> _Raw data_
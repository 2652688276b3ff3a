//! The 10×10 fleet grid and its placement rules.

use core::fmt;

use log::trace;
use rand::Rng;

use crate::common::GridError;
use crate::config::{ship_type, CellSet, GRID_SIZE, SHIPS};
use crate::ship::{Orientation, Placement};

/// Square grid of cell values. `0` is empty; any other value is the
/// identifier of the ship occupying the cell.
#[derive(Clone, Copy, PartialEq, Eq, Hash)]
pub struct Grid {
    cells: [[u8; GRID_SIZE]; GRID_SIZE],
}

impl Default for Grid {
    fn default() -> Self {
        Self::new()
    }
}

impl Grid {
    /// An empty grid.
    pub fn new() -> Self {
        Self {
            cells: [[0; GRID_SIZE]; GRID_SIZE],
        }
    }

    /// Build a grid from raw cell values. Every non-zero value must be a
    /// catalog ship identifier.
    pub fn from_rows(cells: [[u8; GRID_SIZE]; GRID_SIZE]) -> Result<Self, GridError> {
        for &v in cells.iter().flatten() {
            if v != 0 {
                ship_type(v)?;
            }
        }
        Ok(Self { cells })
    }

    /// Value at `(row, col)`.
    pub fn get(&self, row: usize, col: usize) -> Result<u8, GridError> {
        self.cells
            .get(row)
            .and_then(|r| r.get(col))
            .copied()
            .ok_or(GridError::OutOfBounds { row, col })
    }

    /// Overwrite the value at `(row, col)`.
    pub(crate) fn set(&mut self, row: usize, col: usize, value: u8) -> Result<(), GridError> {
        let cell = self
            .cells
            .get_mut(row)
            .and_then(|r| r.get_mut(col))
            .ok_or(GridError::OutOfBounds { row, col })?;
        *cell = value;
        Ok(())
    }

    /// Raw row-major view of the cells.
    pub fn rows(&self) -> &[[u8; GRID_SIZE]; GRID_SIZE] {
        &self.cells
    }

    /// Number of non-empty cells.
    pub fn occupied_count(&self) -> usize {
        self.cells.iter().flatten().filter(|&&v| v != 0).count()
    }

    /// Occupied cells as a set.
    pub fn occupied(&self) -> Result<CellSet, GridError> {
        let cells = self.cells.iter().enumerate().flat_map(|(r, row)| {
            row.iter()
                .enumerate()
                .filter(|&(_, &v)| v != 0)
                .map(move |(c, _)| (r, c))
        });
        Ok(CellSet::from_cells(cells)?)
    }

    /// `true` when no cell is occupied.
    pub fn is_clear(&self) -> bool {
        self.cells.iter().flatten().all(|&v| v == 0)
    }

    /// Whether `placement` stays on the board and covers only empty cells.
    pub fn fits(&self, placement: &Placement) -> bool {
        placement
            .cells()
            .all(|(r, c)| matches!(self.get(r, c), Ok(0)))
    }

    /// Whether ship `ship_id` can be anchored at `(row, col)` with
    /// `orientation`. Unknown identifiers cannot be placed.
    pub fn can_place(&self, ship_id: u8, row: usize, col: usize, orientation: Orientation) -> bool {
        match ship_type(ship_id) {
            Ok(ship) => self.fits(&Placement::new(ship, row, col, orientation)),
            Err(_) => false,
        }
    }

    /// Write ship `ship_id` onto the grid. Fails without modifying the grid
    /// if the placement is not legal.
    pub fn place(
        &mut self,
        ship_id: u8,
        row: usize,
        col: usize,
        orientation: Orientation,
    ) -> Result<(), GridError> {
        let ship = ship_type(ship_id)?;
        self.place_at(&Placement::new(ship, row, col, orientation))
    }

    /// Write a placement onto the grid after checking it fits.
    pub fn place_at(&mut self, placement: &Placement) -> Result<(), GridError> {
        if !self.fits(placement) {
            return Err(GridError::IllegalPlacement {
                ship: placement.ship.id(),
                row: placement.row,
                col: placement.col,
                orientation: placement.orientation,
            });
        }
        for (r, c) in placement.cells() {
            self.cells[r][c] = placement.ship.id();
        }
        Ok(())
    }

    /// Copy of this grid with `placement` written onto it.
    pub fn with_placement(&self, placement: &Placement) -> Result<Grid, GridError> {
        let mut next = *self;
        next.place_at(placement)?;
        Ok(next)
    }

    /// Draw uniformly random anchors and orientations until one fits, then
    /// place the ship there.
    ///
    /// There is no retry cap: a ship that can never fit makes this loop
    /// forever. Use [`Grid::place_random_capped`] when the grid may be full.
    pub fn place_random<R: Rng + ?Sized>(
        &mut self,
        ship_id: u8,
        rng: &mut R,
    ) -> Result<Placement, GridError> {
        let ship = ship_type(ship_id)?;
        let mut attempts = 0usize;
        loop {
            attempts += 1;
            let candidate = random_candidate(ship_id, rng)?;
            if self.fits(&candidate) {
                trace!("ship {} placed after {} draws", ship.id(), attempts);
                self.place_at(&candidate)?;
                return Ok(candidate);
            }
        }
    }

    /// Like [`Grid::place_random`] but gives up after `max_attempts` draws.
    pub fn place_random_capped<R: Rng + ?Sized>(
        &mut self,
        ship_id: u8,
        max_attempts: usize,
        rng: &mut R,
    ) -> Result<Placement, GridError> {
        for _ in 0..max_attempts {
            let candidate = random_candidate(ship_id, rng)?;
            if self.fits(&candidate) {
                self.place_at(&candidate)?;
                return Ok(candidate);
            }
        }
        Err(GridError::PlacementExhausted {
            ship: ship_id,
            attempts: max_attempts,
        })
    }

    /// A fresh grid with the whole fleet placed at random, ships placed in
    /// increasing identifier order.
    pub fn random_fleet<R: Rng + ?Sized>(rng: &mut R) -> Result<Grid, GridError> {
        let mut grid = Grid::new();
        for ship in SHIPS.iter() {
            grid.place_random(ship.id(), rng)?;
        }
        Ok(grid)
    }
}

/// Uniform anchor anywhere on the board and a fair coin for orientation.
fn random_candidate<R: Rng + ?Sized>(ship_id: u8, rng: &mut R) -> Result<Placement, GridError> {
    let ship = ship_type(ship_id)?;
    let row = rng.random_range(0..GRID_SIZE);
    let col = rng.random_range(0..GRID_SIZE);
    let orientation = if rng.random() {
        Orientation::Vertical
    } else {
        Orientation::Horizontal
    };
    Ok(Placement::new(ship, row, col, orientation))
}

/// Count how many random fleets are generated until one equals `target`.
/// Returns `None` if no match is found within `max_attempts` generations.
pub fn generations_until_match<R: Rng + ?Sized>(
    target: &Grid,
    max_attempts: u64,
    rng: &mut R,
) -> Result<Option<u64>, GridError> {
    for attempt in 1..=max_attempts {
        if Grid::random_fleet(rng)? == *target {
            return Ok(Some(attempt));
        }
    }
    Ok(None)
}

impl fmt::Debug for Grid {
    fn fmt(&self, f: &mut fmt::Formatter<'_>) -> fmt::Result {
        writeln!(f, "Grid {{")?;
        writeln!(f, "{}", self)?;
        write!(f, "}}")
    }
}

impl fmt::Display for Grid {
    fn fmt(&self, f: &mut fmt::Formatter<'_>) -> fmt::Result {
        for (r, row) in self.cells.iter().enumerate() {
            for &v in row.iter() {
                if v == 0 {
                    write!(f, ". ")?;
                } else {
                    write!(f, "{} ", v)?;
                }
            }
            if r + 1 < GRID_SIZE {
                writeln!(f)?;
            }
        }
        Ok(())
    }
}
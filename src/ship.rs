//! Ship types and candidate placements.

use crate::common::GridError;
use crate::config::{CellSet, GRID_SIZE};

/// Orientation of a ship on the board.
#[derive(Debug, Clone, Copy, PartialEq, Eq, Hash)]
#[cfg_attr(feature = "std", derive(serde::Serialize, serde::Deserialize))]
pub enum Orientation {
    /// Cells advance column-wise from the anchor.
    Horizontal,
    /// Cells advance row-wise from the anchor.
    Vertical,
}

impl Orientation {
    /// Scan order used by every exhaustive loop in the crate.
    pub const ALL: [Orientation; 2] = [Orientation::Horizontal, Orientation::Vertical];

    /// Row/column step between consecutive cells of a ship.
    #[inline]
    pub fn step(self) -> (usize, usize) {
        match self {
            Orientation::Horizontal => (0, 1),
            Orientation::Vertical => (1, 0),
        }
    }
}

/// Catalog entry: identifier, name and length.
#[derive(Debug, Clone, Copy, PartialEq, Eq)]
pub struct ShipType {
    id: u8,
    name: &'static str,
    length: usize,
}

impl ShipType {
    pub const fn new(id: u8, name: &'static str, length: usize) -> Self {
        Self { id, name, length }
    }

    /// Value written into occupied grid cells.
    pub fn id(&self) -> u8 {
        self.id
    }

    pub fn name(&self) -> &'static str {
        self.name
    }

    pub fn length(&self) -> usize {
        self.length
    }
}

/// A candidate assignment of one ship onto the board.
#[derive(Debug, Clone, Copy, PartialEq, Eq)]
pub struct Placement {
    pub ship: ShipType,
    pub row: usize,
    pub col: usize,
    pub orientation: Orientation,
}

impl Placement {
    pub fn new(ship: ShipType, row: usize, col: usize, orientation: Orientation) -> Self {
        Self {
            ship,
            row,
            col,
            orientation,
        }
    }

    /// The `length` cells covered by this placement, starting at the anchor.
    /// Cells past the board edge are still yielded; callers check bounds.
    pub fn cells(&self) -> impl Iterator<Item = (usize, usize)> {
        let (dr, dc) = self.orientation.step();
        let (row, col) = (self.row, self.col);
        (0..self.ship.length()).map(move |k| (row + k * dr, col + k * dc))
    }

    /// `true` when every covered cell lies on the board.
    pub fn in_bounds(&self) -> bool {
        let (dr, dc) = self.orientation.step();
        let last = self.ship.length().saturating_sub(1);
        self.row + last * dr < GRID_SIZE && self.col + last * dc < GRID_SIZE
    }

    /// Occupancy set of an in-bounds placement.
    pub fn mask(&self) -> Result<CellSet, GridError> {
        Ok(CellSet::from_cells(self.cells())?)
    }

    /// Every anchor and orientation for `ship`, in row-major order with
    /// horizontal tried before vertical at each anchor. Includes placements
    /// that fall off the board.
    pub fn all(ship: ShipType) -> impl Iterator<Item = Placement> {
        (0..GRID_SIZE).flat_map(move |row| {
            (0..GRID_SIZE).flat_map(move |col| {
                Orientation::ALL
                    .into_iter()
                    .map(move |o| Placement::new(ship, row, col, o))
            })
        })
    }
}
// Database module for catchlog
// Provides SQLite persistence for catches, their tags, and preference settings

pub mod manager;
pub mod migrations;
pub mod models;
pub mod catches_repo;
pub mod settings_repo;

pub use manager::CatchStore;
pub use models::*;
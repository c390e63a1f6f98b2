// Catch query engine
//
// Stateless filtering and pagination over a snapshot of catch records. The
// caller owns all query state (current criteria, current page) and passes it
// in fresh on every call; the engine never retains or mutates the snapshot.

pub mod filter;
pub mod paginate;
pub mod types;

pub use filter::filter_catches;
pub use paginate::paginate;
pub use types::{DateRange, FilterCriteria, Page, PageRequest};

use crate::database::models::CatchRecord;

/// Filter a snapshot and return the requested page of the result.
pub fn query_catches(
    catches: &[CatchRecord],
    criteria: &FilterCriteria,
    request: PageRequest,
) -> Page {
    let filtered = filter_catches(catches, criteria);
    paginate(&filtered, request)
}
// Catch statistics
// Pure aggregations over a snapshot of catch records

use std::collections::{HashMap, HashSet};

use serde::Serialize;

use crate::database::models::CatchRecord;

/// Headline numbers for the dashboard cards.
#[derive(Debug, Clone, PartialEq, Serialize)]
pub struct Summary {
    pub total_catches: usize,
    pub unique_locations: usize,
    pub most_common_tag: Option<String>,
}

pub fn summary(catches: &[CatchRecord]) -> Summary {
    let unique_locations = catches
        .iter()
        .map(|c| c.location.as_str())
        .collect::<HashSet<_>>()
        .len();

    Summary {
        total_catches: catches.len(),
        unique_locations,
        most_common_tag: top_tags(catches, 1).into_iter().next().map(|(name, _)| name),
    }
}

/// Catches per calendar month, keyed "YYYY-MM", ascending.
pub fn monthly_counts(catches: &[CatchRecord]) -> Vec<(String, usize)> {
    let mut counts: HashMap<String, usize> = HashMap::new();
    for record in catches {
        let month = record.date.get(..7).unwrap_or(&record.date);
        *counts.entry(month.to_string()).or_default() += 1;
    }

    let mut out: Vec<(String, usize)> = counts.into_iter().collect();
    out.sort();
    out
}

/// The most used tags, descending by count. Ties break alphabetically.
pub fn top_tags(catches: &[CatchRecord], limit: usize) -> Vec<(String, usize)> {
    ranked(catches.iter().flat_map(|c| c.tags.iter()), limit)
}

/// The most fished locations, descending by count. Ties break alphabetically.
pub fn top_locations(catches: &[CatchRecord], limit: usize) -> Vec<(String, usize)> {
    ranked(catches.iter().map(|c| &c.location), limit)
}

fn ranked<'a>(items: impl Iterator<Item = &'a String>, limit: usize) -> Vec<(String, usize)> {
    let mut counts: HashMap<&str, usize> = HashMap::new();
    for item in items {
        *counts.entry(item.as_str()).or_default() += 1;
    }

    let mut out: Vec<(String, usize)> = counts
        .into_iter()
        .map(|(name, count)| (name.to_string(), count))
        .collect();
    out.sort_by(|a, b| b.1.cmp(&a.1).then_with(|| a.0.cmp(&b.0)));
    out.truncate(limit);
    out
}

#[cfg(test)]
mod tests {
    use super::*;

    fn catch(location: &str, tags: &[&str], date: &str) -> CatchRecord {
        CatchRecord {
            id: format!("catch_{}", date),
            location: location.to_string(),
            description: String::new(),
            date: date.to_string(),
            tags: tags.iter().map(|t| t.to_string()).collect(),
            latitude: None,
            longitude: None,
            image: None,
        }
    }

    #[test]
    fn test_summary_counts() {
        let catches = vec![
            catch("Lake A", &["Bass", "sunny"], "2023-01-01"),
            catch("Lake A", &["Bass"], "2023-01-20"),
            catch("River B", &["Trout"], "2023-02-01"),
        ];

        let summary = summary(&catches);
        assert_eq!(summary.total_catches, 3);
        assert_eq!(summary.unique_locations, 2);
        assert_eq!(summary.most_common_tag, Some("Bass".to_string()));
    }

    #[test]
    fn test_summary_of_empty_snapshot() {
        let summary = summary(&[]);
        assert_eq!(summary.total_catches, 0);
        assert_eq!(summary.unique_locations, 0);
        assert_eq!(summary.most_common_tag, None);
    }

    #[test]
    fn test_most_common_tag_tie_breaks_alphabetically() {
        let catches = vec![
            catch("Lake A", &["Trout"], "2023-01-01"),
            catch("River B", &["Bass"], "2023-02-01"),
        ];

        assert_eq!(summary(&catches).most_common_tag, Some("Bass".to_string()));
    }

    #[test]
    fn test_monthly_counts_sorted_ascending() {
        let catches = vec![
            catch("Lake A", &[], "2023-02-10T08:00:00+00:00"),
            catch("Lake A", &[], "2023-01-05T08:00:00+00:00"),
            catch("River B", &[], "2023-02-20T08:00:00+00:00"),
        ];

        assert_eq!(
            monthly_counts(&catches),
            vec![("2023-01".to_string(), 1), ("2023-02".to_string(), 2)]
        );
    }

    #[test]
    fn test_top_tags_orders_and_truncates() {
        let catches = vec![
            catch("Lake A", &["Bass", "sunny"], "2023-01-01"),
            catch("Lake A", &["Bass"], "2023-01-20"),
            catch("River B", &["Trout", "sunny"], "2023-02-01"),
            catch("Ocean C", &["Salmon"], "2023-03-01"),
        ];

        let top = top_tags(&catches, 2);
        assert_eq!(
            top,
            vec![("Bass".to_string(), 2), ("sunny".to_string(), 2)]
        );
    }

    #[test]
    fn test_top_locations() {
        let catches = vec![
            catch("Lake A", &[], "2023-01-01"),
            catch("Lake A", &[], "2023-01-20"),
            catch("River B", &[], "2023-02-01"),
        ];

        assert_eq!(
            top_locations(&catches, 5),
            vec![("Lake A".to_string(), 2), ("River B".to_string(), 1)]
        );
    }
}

> _Exercise goal_
The number of lines in the listing above that contain "limit" is all that should be stated.

> _Problem solution_
6